The Heteronormative Classroom: Questioning and Liberating Practices

Published: 
Oct. 10, 2010

Source: The Teacher Educator, Volume 45, Issue 4, pages 244 – 256. (October 2010).
(Reviewed by the Portal Team)

This article is a critical examination of the ideologies and practices that educators bring to bear on their classrooms in order to create inclusive, safe, and welcoming environments for all children, but particularly for children with gender variant behaviors and interests.

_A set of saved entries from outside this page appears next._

// ============================================================================
// Tests
// ============================================================================

#[cfg(test)]
mod tests {
    use std::time::Duration;

    use parking_lot::Mutex;
    use tokio::time::advance;

    use super::*;
    use crate::protocol::ABNORMAL_CLOSURE;
    use crate::transport::testing::{ScriptedConnector, settle};

    /// Hook that records the monitors it was called for.
    #[derive(Default)]
    struct CountingHook {
        calls: Mutex<Vec<MonitorId>>,
    }

    #[async_trait]
    impl ReconnectHook for CountingHook {
        async fn on_reconnect(&self, monitor: MonitorId, _socket: Arc<dyn Socket>) {
            self.calls.lock().push(monitor);
        }
    }

    fn options() -> MonitorOptions {
        MonitorOptions::new()
            .with_failure_threshold(5)
            .with_recovery_timeout(Duration::from_secs(60))
            .with_backoff(Duration::from_millis(1_000), Duration::from_millis(30_000))
            .with_ping_interval(Duration::from_secs(30))
            .with_max_retries(10)
            .with_jitter_max(Duration::ZERO)
    }

    fn spawn(
        options: MonitorOptions,
        connector: &Arc<ScriptedConnector>,
    ) -> (ConnectionMonitor, Arc<Mutex<Vec<Vec<u8>>>>, Arc<CountingHook>) {
        let frames = Arc::new(Mutex::new(Vec::new()));
        let sink = Arc::clone(&frames);
        let hook = Arc::new(CountingHook::default());
        let monitor = ConnectionMonitor::spawn(
            "ws://node.test",
            options,
            Arc::clone(connector) as Arc<dyn Connector>,
            Arc::new(move |bytes: &[u8]| sink.lock().push(bytes.to_vec())),
            Arc::clone(&hook) as Arc<dyn ReconnectHook>,
        );
        (monitor, frames, hook)
    }

    #[tokio::test(start_paused = true)]
    async fn test_connect_opens_socket() {
        let connector = ScriptedConnector::auto_open();
        let (monitor, _, hook) = spawn(options(), &connector);

        monitor.connect().await.expect("connect");

        let status = monitor.status();
        assert!(status.is_open);
        assert!(status.is_alive);
        assert_eq!(status.breaker, BreakerState::Closed);
        assert_eq!(status.connect_attempts, 1);
        assert_eq!(connector.open_count(), 1);
        // First open unblocks the caller only
        settle().await;
        assert!(hook.calls.lock().is_empty());
    }

    #[tokio::test(start_paused = true)]
    async fn test_connect_twice_reuses_open_socket() {
        let connector = ScriptedConnector::auto_open();
        let (monitor, _, _) = spawn(options(), &connector);

        monitor.connect().await.unwrap();
        monitor.connect().await.unwrap();
        assert_eq!(connector.open_count(), 1);
    }

    #[tokio::test(start_paused = true)]
    async fn test_construction_failure_rejects_and_schedules_retry() {
        let connector = ScriptedConnector::manual();
        connector.fail_next_opens(1);
        let (monitor, _, _) = spawn(options(), &connector);

        let err = monitor.connect().await.unwrap_err();
        assert!(err.is_connection_error());

        let status = monitor.status();
        assert_eq!(status.failure_count, 1);
        assert_eq!(status.retry_count, 1);
        assert!(status.reconnecting);
    }

    #[tokio::test(start_paused = true)]
    async fn test_retry_after_failed_first_connect_runs_hook() {
        let connector = ScriptedConnector::auto_open();
        connector.fail_next_opens(1);
        let (monitor, _, hook) = spawn(options(), &connector);

        assert!(monitor.connect().await.is_err());
        settle().await;
        assert!(hook.calls.lock().is_empty());

        advance(Duration::from_secs(1)).await;
        settle().await;

        assert_eq!(connector.open_count(), 2);
        assert!(monitor.is_open());
        assert_eq!(hook.calls.lock().as_slice(), &[monitor.id()]);
    }

    #[tokio::test(start_paused = true)]
    async fn test_handshake_failure_rejects_waiter() {
        let connector = ScriptedConnector::manual();
        let (monitor, _, _) = spawn(options(), &connector);

        let pending = tokio::spawn({
            let monitor = monitor.clone();
            async move { monitor.connect().await }
        });
        settle().await;

        connector.emit(0, SocketEvent::errored("connection refused"));
        connector.emit(0, SocketEvent::closed(ABNORMAL_CLOSURE));

        let result = pending.await.unwrap();
        assert!(matches!(result, Err(Error::Connection { .. })));

        settle().await;
        // Both the error and the close count as failures
        assert_eq!(monitor.status().failure_count, 2);
        assert_eq!(monitor.status().retry_count, 1);
    }

    #[tokio::test(start_paused = true)]
    async fn test_messages_reach_handler() {
        let connector = ScriptedConnector::auto_open();
        let (monitor, frames, _) = spawn(options(), &connector);
        monitor.connect().await.unwrap();

        connector.emit(0, SocketEvent::message(&b"{\"id\":1,\"result\":5}"[..]));
        connector.emit(0, SocketEvent::message(&b"notification"[..]));
        settle().await;

        let frames = frames.lock();
        assert_eq!(frames.len(), 2);
        assert_eq!(frames[1], b"notification");
    }

    #[tokio::test(start_paused = true)]
    async fn test_send_requires_open_socket() {
        let connector = ScriptedConnector::manual();
        let (monitor, _, _) = spawn(options(), &connector);

        let err = monitor.send_text("{}".into()).await.unwrap_err();
        assert!(matches!(err, Error::NotReady { .. }));

        let connecting = tokio::spawn({
            let monitor = monitor.clone();
            async move { monitor.connect().await }
        });
        settle().await;
        connector.emit(0, SocketEvent::Opened);
        connecting.await.unwrap().unwrap();

        monitor.send_text("hello".into()).await.unwrap();
        assert_eq!(connector.sent(0), vec!["hello".to_string()]);
    }

    #[tokio::test(start_paused = true)]
    async fn test_close_schedules_backoff_reconnect() {
        let connector = ScriptedConnector::auto_open();
        let (monitor, _, hook) = spawn(options(), &connector);
        monitor.connect().await.unwrap();

        connector.emit(0, SocketEvent::closed(1001));
        settle().await;

        let status = monitor.status();
        assert!(!status.is_open);
        assert_eq!(status.failure_count, 1);
        assert!(status.reconnecting);

        // Attempt 1 waits base_delay
        advance(Duration::from_millis(999)).await;
        settle().await;
        assert_eq!(connector.open_count(), 1);

        advance(Duration::from_millis(1)).await;
        settle().await;
        assert_eq!(connector.open_count(), 2);

        let status = monitor.status();
        assert!(status.is_open);
        assert_eq!(status.failure_count, 0);
        assert_eq!(status.retry_count, 0);
        assert_eq!(hook.calls.lock().as_slice(), &[monitor.id()]);
    }

    #[tokio::test(start_paused = true)]
    async fn test_backoff_grows_between_failed_attempts() {
        let connector = ScriptedConnector::manual();
        let (monitor, _, _) = spawn(options().with_failure_threshold(100), &connector);

        let connecting = tokio::spawn({
            let monitor = monitor.clone();
            async move { monitor.connect().await }
        });
        settle().await;
        connector.emit(0, SocketEvent::closed(ABNORMAL_CLOSURE));
        assert!(connecting.await.unwrap().is_err());

        // Retry n waits 1s, 2s, 4s
        for (attempt, delay_ms) in [(1usize, 1_000u64), (2, 2_000), (3, 4_000)] {
            advance(Duration::from_millis(delay_ms - 1)).await;
            settle().await;
            assert_eq!(connector.open_count(), attempt);

            advance(Duration::from_millis(1)).await;
            settle().await;
            assert_eq!(connector.open_count(), attempt + 1);

            connector.emit(attempt, SocketEvent::closed(ABNORMAL_CLOSURE));
            settle().await;
        }
    }

    #[tokio::test(start_paused = true)]
    async fn test_breaker_opens_and_suppresses_connect() {
        let connector = ScriptedConnector::manual();
        let (monitor, _, _) = spawn(options().with_failure_threshold(2), &connector);

        let connecting = tokio::spawn({
            let monitor = monitor.clone();
            async move { monitor.connect().await }
        });
        settle().await;
        connector.emit(0, SocketEvent::Opened);
        connecting.await.unwrap().unwrap();

        // First close, then the retry's handshake also closes
        connector.emit(0, SocketEvent::closed(1001));
        settle().await;
        advance(Duration::from_millis(1_000)).await;
        settle().await;
        assert_eq!(connector.open_count(), 2);
        connector.emit(1, SocketEvent::closed(ABNORMAL_CLOSURE));
        settle().await;

        assert_eq!(monitor.status().breaker, BreakerState::Open);

        // Immediate connect is a no-op success
        monitor.connect().await.expect("suppressed connect succeeds");
        assert_eq!(connector.open_count(), 2);
        assert_eq!(monitor.status().breaker, BreakerState::Open);
    }

    #[tokio::test(start_paused = true)]
    async fn test_breaker_half_opens_after_recovery_timeout() {
        let connector = ScriptedConnector::manual();
        let opts = options()
            .with_failure_threshold(1)
            .with_recovery_timeout(Duration::from_secs(60))
            .with_max_retries(0);
        let (monitor, _, _) = spawn(opts, &connector);

        connector.fail_next_opens(1);
        assert!(monitor.connect().await.is_err());
        assert_eq!(monitor.status().breaker, BreakerState::Open);

        advance(Duration::from_secs(59)).await;
        monitor.connect().await.unwrap();
        assert_eq!(connector.open_count(), 1);

        advance(Duration::from_secs(1)).await;
        let connecting = tokio::spawn({
            let monitor = monitor.clone();
            async move { monitor.connect().await }
        });
        settle().await;
        assert_eq!(connector.open_count(), 2);
        assert_eq!(monitor.status().breaker, BreakerState::HalfOpen);

        connector.emit(1, SocketEvent::Opened);
        connecting.await.unwrap().unwrap();
        assert_eq!(monitor.status().breaker, BreakerState::Closed);
    }

    #[tokio::test(start_paused = true)]
    async fn test_reconnect_deferred_while_breaker_open() {
        let connector = ScriptedConnector::manual();
        let opts = options()
            .with_failure_threshold(1)
            .with_recovery_timeout(Duration::from_secs(10));
        let (monitor, _, _) = spawn(opts, &connector);

        connector.fail_next_opens(1);
        assert!(monitor.connect().await.is_err());

        // Retry timer fires at 1s while the breaker is still open
        advance(Duration::from_secs(1)).await;
        settle().await;
        assert_eq!(connector.open_count(), 1);
        assert!(monitor.status().reconnecting);

        advance(Duration::from_secs(9)).await;
        settle().await;
        assert_eq!(connector.open_count(), 2);
        assert_eq!(monitor.status().breaker, BreakerState::HalfOpen);
    }

    #[tokio::test(start_paused = true)]
    async fn test_gives_up_after_max_retries() {
        let connector = ScriptedConnector::manual();
        let opts = options().with_failure_threshold(100).with_max_retries(2);
        let (monitor, _, _) = spawn(opts, &connector);

        connector.fail_next_opens(3);
        assert!(monitor.connect().await.is_err());

        advance(Duration::from_secs(1)).await;
        settle().await;
        advance(Duration::from_secs(2)).await;
        settle().await;

        let status = monitor.status();
        assert_eq!(connector.open_count(), 3);
        assert!(status.exhausted);
        assert!(!status.reconnecting);

        advance(Duration::from_secs(120)).await;
        settle().await;
        assert_eq!(connector.open_count(), 3);
    }

    #[tokio::test(start_paused = true)]
    async fn test_heartbeat_probes_and_detects_dead_socket() {
        let connector = ScriptedConnector::auto_open();
        let (monitor, _, _) = spawn(options(), &connector);
        monitor.connect().await.unwrap();

        // First tick: alive, so probe
        advance(Duration::from_secs(30)).await;
        settle().await;
        assert_eq!(connector.pings(0), 1);
        assert!(!monitor.status().is_alive);

        // Answered: second tick probes again
        connector.emit(0, SocketEvent::LivenessResponse);
        advance(Duration::from_secs(30)).await;
        settle().await;
        assert_eq!(connector.pings(0), 2);

        // Unanswered: third tick terminates
        advance(Duration::from_secs(30)).await;
        settle().await;
        assert!(connector.terminated(0));

        let status = monitor.status();
        assert!(!status.is_open);
        assert_eq!(status.failure_count, 1);
        assert!(status.reconnecting);

        // A late close from the terminated socket is ignored
        connector.emit(0, SocketEvent::closed(ABNORMAL_CLOSURE));
        settle().await;
        assert_eq!(monitor.status().failure_count, 1);
    }

    #[tokio::test(start_paused = true)]
    async fn test_close_cancels_pending_reconnect() {
        let connector = ScriptedConnector::auto_open();
        let (monitor, _, _) = spawn(options(), &connector);
        monitor.connect().await.unwrap();

        connector.emit(0, SocketEvent::closed(1001));
        settle().await;
        assert!(monitor.status().reconnecting);

        monitor.close();
        settle().await;
        assert!(monitor.status().closed);

        advance(Duration::from_secs(60)).await;
        settle().await;
        assert_eq!(connector.open_count(), 1);
        assert!(matches!(monitor.connect().await, Err(Error::MonitorStopped)));
    }

    #[tokio::test(start_paused = true)]
    async fn test_close_closes_socket_gracefully() {
        let connector = ScriptedConnector::auto_open();
        let (monitor, _, _) = spawn(options(), &connector);
        monitor.connect().await.unwrap();

        monitor.close();
        settle().await;
        assert!(connector.closed(0));
        assert!(!connector.terminated(0));
    }
}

The authors contemplate the following questions:
What motivates children and adults to ostracize, tease, bully, and even murder gender non-conforming children?
Why are children feeling the need to police and respond so violently to the gender behaviors, interests, and expression of their peers who “break the rules” or “cross the boundaries” of what they think is the right way of being a boy or a girl?
How can we help educators and students understand that the rules and boundaries are socially constructed, and that there are multiple ways of being a boy or a girl?
Using a feminist perspective, this article offers a new conceptual lens with which to examine classroom practices that reinforce the heteronormative classroom and, as such, restrict and constrain alternate forms of gender expression.

The authors contend that children with gender variant behaviors and interests are not an alternate or pathogenic form of masculinity or femininity, but rather a healthy expression of a gender continuum. In order to support and nurture these expressions of gender, educators must be able to interrogate their own biases and how they manifest themselves in the language, processes, and expectations in and of their classrooms. In this way, they can create learning environments in which gender is a dynamic and elaborated phenomenon where boys and girls, men and women, are encouraged to express themselves fully.

The authors propose ways in which teachers could begin to reflect on and examine their own beliefs and practices in order to disrupt the heteronormative practices that reign in their classrooms and that contribute to the creation of a “gender closet” based on stereotypical conventions.
The authors also, think that we need to come out of the gender and queer closets, to deconstruct them and to promote opportunities for children and young adults to have space to be themselves. We need to come out to our colleagues, our bosses, our friends, family, and neighbors. We need to come out to our politicians and to their constituents. We need to come out for our children, for our friends, for our relatives, for our students, for ourselves. We need to teach all that we are the queer folk, folk who go to work every day, who teach, who lead, who raise children, who volunteer, who play sports, who go to the gym, who are scientists, who police our neighborhoods, and help the world become a better place. We need to help them understand that the division between “us” and “them” is not such. That we all are “we”; that they are not a pathologized or deviant version of ourselves.

Underlying this is the deep belief that teaching is transgressive and that it is only through creating and questioning the discomfort that comes from challenging the status quo that true learning takes place (hooks, 1994).

Finally, the authors contend that the classroom is a place of liberation where there is no false dichotomy between mind and body, between rational and emotional. Our classrooms must be places where children with non-conforming gender interests and expression are given the opportunity to take risks and test their unique ideas and ways of being.

Reference

Hooks, b. (1994) Teaching to transgress: Education as the practice of freedom. Routledge , New York.